Le Liberty Lifter n’est pas sans rappeler le Hughes H-4 Hercules qui était un hydravion à coque surdimensionnée pour transporter des troupes militaires, construit aux États-Unis au milieu des années 1940.

La dernière grande folie du fantasque milliardaire américain Howard Hugues, passionné d’aéronautique et pilote à ses heures. Avec ses 66 mètres de long et ses 97 mètres d’envergure, son aileron arrière s’élevant à 26 mètres au-dessus de la quille, ses 8 moteurs développant 3.000 chevaux chacun et ses 8 hélices de 5 mètres de haut en impose, encore aujourd’hui. C’est à l’époque le second plus grand avion du monde en termes d’envergure après le Stratolaunch et ses 117 mètres, mais il reste le premier en termes de hauteur. C’est également l’avion le plus célèbre de Hughes Aircraft. Fabriqué presque entièrement en bois, il fut baptisé « Spruce Goose » ou l’oie en sapin par la presse. 

Un partenariat multiple

ReconCraft, un chantier naval basé dans l'Oregon et membre de l'équipe Aurora, a apporté son expertise dans les méthodes de fabrication maritime. L'entreprise construira ainsi des articles d'essai structurels à grande échelle, y compris une partie du fuselage.

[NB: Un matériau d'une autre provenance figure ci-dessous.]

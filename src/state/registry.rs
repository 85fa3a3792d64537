use indexmap::IndexMap;

use crate::state::{
    game::{ConnectionId, Player},
    state_machine::GameError,
};

/// Players currently connected, kept in join order.
#[derive(Debug, Default)]
pub struct SessionRegistry {
    players: IndexMap<ConnectionId, Player>,
}

impl SessionRegistry {
    pub fn new() -> Self {
        Self::default()
    }

    /// Register `connection_id` under `display_name`.
    ///
    /// Names are compared case-sensitively and exactly; a connection may only join once.
    pub fn join(
        &mut self,
        connection_id: ConnectionId,
        display_name: String,
    ) -> Result<&Player, GameError> {
        if self.players.contains_key(&connection_id) {
            return Err(GameError::AlreadyJoined);
        }
        if self
            .players
            .values()
            .any(|player| player.display_name == display_name)
        {
            return Err(GameError::NameTaken(display_name));
        }

        let player = self
            .players
            .entry(connection_id)
            .or_insert(Player::new(connection_id, display_name));
        Ok(&*player)
    }

    /// Remove a player; unknown connections are ignored.
    pub fn leave(&mut self, connection_id: &ConnectionId) -> Option<Player> {
        self.players.shift_remove(connection_id)
    }

    /// Zero every score and per-game counter.
    pub fn reset_scores(&mut self) {
        for player in self.players.values_mut() {
            player.score = 0;
            player.questions_answered = 0;
            player.correct_answers = 0;
        }
    }

    pub fn get(&self, connection_id: &ConnectionId) -> Option<&Player> {
        self.players.get(connection_id)
    }

    pub fn get_mut(&mut self, connection_id: &ConnectionId) -> Option<&mut Player> {
        self.players.get_mut(connection_id)
    }

    /// Players in join order.
    pub fn snapshot(&self) -> Vec<Player> {
        self.players.values().cloned().collect()
    }

    /// Players by score, best first. Equal scores keep join order.
    pub fn standings(&self) -> Vec<Player> {
        let mut ranked = self.snapshot();
        ranked.sort_by(|a, b| b.score.cmp(&a.score));
        ranked
    }

    pub fn len(&self) -> usize {
        self.players.len()
    }

    pub fn is_empty(&self) -> bool {
        self.players.is_empty()
    }
}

Aux côtés de ReconCraft, l'équipe dirigée par Aurora comprend Gibbs & Cox, une société leader d'architecture navale et d'ingénierie maritime, une société de Leidos. L’entreprise joue un rôle essentiel dans la mesure où le X-plane est, à bien des égards, un bateau qui vole. Ainsi, l’équipe a pu tester un modèle réduit de la coque dans le réservoir de remorquage de Virginia Tech, qui offre une capacité unique d'étudier le claquement d'un engin lors de l'atterrissage.

Mais également, plusieurs conseillers et ingénieurs de la société mère d’Aurora, Boeing, ont apporté leur expertise.

« Les innovations se produisent souvent aux intersections. Ici, c'est l'intersection de nos équipes maritimes et aérospatiales », a déclaré Dan Campbell, gestionnaire du programme Aurora. « Par exemple, l'intersection de la fabrication maritime avec la conception structurelle aérospatiale, ou l'intersection de la prévision des vagues maritimes et des contrôles aérospatiaux. »

La phase 1B

Après une phase 1, c'est-à-dire le dessin du design de l'appareil, Aurora Flight Sciences entre maintenant dans la phase de conception appelée 1B.

Cette étape va justement permettre de mettre au point une méthode optimisée pour assembler l'appareil en minimisant les risques et en réduisant les coûts au maximum. Pour cela, l'avionneur construit des éléments du Liberty Lifter à échelle réelle avec de nouveaux matériaux pour tester leur résistance et leur comportement. Des prototypes sont également testés sur un plan d'eau.

Les tests à venir incluent des capteurs de vol et des logiciels de détection et de prévision des vagues, qui alimentent le système de contrôle avancé du X-plane pour voler en toute sécurité dans l’effet de sol au-dessus des hautes mers. Ce type de capteur permet d'anticiper le comportement de la surface de l'eau et faire en sorte que l'avion puisse compenser immédiatement ces effets.

La phase 1 passera à la phase 2 à la mi-2024 avec la poursuite de la conception détaillée, de la fabrication et de la démonstration d'un Liberty Lifter X-Plane à grande échelle prévue pour janvier 2025. La DARPA prévoit, également, de faire équipe avec un ou plusieurs services du DoD et des partenaires internationaux afin d’en faire un véhicule capable de fournir des services de recherche et de sauvetage en mer et des interventions en cas de catastrophe à l'échelle des navires, à la vitesse du transport aérien.

Si le programme progresse, les essais en vol auraient lieu en 2028.